YOUR GOAL: Search the records that follow and extract every line containing the string "LoadReport".

INFORMATION SHOWN:
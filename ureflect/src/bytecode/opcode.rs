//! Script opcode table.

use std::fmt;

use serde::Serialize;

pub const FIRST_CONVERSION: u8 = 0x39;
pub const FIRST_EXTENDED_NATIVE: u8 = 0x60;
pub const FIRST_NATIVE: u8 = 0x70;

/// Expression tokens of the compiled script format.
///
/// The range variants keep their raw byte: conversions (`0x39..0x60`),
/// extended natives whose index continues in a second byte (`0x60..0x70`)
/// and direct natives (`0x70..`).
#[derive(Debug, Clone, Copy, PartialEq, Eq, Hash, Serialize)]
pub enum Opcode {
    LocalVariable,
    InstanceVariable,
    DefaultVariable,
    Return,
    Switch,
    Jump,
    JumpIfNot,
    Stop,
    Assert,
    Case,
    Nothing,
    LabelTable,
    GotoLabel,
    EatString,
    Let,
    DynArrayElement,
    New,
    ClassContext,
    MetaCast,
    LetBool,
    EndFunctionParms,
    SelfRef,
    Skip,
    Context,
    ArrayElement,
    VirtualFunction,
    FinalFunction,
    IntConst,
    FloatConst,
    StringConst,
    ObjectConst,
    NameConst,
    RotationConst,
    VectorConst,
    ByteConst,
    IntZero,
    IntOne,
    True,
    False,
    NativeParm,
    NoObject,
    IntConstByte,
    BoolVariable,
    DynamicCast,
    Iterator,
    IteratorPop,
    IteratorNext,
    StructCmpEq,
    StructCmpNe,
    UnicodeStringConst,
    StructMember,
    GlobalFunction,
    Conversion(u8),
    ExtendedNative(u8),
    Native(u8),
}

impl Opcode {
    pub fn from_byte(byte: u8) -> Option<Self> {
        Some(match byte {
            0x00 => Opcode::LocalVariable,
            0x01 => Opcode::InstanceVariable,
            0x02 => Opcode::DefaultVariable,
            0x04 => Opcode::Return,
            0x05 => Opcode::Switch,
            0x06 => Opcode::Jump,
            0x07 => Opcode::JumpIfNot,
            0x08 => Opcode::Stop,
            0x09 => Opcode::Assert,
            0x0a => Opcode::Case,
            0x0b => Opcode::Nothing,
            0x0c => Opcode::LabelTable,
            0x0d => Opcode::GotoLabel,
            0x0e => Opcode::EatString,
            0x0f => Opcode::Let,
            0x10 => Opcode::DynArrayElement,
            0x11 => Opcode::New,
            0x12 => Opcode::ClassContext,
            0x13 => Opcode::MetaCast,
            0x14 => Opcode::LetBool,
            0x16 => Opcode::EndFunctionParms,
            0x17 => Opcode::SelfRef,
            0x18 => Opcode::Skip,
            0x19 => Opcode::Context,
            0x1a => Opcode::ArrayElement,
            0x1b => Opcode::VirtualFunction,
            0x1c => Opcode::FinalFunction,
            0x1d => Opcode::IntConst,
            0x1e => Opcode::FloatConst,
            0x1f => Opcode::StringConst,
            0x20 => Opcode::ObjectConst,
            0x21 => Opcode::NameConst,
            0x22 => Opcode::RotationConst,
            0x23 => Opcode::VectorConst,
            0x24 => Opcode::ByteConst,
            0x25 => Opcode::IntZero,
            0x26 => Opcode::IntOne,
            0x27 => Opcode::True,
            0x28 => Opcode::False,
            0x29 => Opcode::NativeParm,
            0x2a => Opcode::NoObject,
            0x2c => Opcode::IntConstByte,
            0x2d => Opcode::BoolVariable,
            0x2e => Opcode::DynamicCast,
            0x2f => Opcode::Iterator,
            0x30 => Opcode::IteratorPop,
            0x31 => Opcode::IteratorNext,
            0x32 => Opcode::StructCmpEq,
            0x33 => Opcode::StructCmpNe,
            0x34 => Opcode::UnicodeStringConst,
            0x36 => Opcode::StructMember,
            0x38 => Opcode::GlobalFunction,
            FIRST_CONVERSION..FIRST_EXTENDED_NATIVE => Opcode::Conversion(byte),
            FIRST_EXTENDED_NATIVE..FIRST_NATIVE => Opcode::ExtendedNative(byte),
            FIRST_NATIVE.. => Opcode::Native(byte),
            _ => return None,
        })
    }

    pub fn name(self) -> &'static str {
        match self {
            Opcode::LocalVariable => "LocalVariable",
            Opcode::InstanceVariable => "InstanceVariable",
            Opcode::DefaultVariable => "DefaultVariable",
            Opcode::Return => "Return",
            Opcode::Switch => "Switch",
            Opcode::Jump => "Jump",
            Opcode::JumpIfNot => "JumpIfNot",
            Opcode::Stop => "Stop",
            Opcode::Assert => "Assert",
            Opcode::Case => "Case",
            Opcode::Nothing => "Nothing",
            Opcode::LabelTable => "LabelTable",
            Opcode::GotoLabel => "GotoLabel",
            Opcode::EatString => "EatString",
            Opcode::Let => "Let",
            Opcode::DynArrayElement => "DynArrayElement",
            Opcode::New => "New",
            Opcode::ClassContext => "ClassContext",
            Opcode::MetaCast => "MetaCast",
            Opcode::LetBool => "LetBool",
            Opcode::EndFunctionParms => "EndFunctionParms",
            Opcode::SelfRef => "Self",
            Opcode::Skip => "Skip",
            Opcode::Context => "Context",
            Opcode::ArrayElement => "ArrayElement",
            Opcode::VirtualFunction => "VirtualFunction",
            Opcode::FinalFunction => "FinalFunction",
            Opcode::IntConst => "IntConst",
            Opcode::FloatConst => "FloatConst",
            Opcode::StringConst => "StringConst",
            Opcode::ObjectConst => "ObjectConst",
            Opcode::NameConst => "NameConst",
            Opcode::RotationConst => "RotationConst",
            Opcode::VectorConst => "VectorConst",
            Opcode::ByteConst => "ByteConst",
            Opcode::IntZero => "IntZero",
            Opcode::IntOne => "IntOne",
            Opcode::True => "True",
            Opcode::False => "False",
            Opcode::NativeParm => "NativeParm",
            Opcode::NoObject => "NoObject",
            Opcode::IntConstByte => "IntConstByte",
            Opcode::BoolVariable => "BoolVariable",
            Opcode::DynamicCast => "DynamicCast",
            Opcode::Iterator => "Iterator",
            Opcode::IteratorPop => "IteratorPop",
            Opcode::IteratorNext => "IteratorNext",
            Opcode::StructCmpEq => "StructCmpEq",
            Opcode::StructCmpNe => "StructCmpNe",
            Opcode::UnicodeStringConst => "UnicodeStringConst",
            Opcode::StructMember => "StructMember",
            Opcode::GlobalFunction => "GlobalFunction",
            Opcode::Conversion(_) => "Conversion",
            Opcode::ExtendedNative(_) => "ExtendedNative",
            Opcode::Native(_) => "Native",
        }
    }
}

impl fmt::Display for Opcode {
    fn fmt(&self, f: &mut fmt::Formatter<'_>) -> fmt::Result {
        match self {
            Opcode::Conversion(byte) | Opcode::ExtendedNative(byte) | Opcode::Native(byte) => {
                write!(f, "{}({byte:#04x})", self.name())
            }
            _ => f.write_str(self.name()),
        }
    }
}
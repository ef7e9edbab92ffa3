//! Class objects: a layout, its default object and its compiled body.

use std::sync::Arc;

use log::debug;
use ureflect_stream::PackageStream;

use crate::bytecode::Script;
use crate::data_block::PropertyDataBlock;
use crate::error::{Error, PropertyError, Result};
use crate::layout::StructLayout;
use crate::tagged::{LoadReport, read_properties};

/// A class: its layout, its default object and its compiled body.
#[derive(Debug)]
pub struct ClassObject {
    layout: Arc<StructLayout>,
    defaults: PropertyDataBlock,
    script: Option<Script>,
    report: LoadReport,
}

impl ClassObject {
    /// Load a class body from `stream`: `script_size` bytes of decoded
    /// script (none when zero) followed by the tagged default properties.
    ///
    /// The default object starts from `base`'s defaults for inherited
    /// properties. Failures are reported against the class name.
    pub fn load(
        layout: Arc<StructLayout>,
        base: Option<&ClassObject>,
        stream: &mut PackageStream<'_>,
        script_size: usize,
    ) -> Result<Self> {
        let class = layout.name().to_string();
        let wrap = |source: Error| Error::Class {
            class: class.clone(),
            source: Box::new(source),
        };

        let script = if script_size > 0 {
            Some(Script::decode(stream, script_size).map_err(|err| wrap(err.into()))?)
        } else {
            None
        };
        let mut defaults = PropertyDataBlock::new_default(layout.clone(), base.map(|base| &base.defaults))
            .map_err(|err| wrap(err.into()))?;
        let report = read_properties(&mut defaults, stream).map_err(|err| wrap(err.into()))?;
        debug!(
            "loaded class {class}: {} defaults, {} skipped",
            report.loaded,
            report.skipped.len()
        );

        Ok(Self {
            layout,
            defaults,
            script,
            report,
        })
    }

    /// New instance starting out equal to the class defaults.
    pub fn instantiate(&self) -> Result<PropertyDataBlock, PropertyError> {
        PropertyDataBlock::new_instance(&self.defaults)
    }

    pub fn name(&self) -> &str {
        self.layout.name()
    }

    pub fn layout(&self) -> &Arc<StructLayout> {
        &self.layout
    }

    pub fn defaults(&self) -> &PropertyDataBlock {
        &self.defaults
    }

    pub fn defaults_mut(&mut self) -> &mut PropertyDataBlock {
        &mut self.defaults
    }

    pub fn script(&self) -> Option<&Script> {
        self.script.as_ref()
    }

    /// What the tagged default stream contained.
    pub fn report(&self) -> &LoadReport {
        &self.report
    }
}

RESPONSE BOX:
use crate::tagged::{LoadReport, read_properties};
    report: LoadReport,
    pub fn report(&self) -> &LoadReport {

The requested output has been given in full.